Waipā District Council says its Streets for People project in Cambridge has had successes – but it accepts the community doesn’t want dots at intersections.
The pink and blue dots, among the least popular parts of the programme introduced as a trial earlier this year – are to go following public feedback.
The council says the pop-up cycleway on Wilson and Duke streets will be reduced to restore two-way vehicle access to upper Duke Street.
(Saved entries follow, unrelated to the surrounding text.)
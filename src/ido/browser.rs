use anyhow::{Result, anyhow};
use async_trait::async_trait;
use thirtyfour::prelude::*;
use tokio::sync::Mutex;
use tracing::{debug, info};

/// A cookie as harvested from the browser's cookie jar.
#[derive(Debug, Clone, PartialEq, Eq)]
pub struct SessionCookie {
    pub name: String,
    pub value: String,
    pub domain: String,
}

impl SessionCookie {
    pub fn new(name: &str, value: &str, domain: &str) -> Self {
        Self {
            name: name.to_string(),
            value: value.to_string(),
            domain: domain.to_string(),
        }
    }

    /// Whether the browser would send this cookie to `host`. Covers the exact host,
    /// dotted parent domains (`.idosport.app`), and bare parent domains.
    pub fn applies_to(&self, host: &str) -> bool {
        let domain = self.domain.trim_start_matches('.');
        !domain.is_empty()
            && (host.eq_ignore_ascii_case(domain)
                || host
                    .to_ascii_lowercase()
                    .ends_with(&format!(".{}", domain.to_ascii_lowercase())))
    }
}

/// `Cookie` header value for the cookies that apply to `host`.
pub fn cookie_header(cookies: &[SessionCookie], host: &str) -> String {
    cookies
        .iter()
        .filter(|cookie| cookie.applies_to(host))
        .map(|cookie| format!("{}={}", cookie.name, cookie.value))
        .collect::<Vec<_>>()
        .join("; ")
}

pub struct FormField<'a> {
    pub selector: &'a str,
    pub value: &'a str,
}

/// The opaque, browser-held session the destination login runs in. Upload code only
/// ever reads cookies back out of it.
#[async_trait]
pub trait BrowserSession: Send + Sync {
    async fn open(&self, url: &str) -> Result<()>;

    /// Type each value into its field, then submit the page's form.
    async fn submit_form(&self, fields: &[FormField<'_>]) -> Result<()>;

    async fn current_url(&self) -> Result<String>;

    async fn cookies(&self) -> Result<Vec<SessionCookie>>;

    /// Shut the browser down. Safe to call more than once.
    async fn quit(&self) -> Result<()>;
}

/// Headless Chrome driven through a WebDriver server such as chromedriver.
/// The browser is started lazily on first use.
pub struct WebDriverSession {
    server_url: String,
    driver: Mutex<Option<WebDriver>>,
}

impl WebDriverSession {
    pub fn new(server_url: &str) -> Self {
        Self {
            server_url: server_url.to_string(),
            driver: Mutex::new(None),
        }
    }

    async fn driver(&self) -> Result<WebDriver> {
        let mut slot = self.driver.lock().await;
        if let Some(driver) = slot.as_ref() {
            return Ok(driver.clone());
        }

        let mut caps = DesiredCapabilities::chrome();
        caps.add_arg("--headless")?;
        caps.add_arg("--no-sandbox")?;
        caps.add_arg("--disable-gpu")?;
        caps.add_arg("--disable-dev-shm-usage")?;
        caps.add_arg("--window-size=1920,1080")?;

        let driver = WebDriver::new(self.server_url.as_str(), caps)
            .await
            .map_err(|e| anyhow!("WebDriver connection to {} failed: {e}", self.server_url))?;
        info!("Started browser session via {}", self.server_url);

        *slot = Some(driver.clone());
        Ok(driver)
    }
}

#[async_trait]
impl BrowserSession for WebDriverSession {
    async fn open(&self, url: &str) -> Result<()> {
        debug!("Navigating to {}", url);
        self.driver().await?.goto(url).await?;
        Ok(())
    }

    async fn submit_form(&self, fields: &[FormField<'_>]) -> Result<()> {
        let driver = self.driver().await?;
        for field in fields {
            let element = driver
                .query(By::Css(field.selector.to_string()))
                .and_displayed()
                .first()
                .await?;
            element.send_keys(field.value).await?;
        }
        // Submitting the form itself keeps any hidden CSRF input in the POST.
        driver
            .execute("document.querySelector('form').submit()", Vec::new())
            .await?;
        Ok(())
    }

    async fn current_url(&self) -> Result<String> {
        Ok(self.driver().await?.current_url().await?.to_string())
    }

    async fn cookies(&self) -> Result<Vec<SessionCookie>> {
        let cookies = self.driver().await?.get_all_cookies().await?;
        Ok(cookies
            .into_iter()
            .map(|cookie| SessionCookie {
                name: cookie.name,
                value: cookie.value,
                domain: cookie.domain.unwrap_or_default(),
            })
            .collect())
    }

    async fn quit(&self) -> Result<()> {
        let driver = self.driver.lock().await.take();
        if let Some(driver) = driver {
            driver.quit().await?;
            info!("Browser session closed");
        }
        Ok(())
    }
}
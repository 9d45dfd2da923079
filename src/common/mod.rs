pub mod config;
pub mod errors;
pub mod http;
pub mod metrics;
The remainder of the cycleway will be left in place for the duration of the trial.
The changes were among 25 temporary changes as part of trial to make streets safer for children to walk, bike and scooter to school.
Some of the speed cushions on Bryce Street will also be removed.
Waipā District Council service delivery group manager Dawn Inglis said the monitoring had shown some very positive results.
“An average of 396 people are using the cycleway each day and there has been a 56 per cent increase in the number of kids cycling to school and other cyclists biking on Wilson and Duke streets which is significant.
“We’ve also heard from parts of our community the one-way access isn’t working well and has created more congestion on other streets.
“Emergency services have also told us it makes it tricky for them to respond to emergencies in the west of Cambridge and difficult for their volunteers to get to the station.”
Inglis said the trial had shown a permanent solution was needed on upper Duke Street which would provide a safe space for cyclists while maintaining two lanes of traffic.
Inglis said further changes would be made to the network while the trial was underway to further reflect feedback from residents, community groups and local schools.
“The project team are continuing to monitor feedback and have recently held workshops with each of the affected schools to assess how we can further improve the network.”
Council will decide at the end of June which treatments to make permanent and which to remove.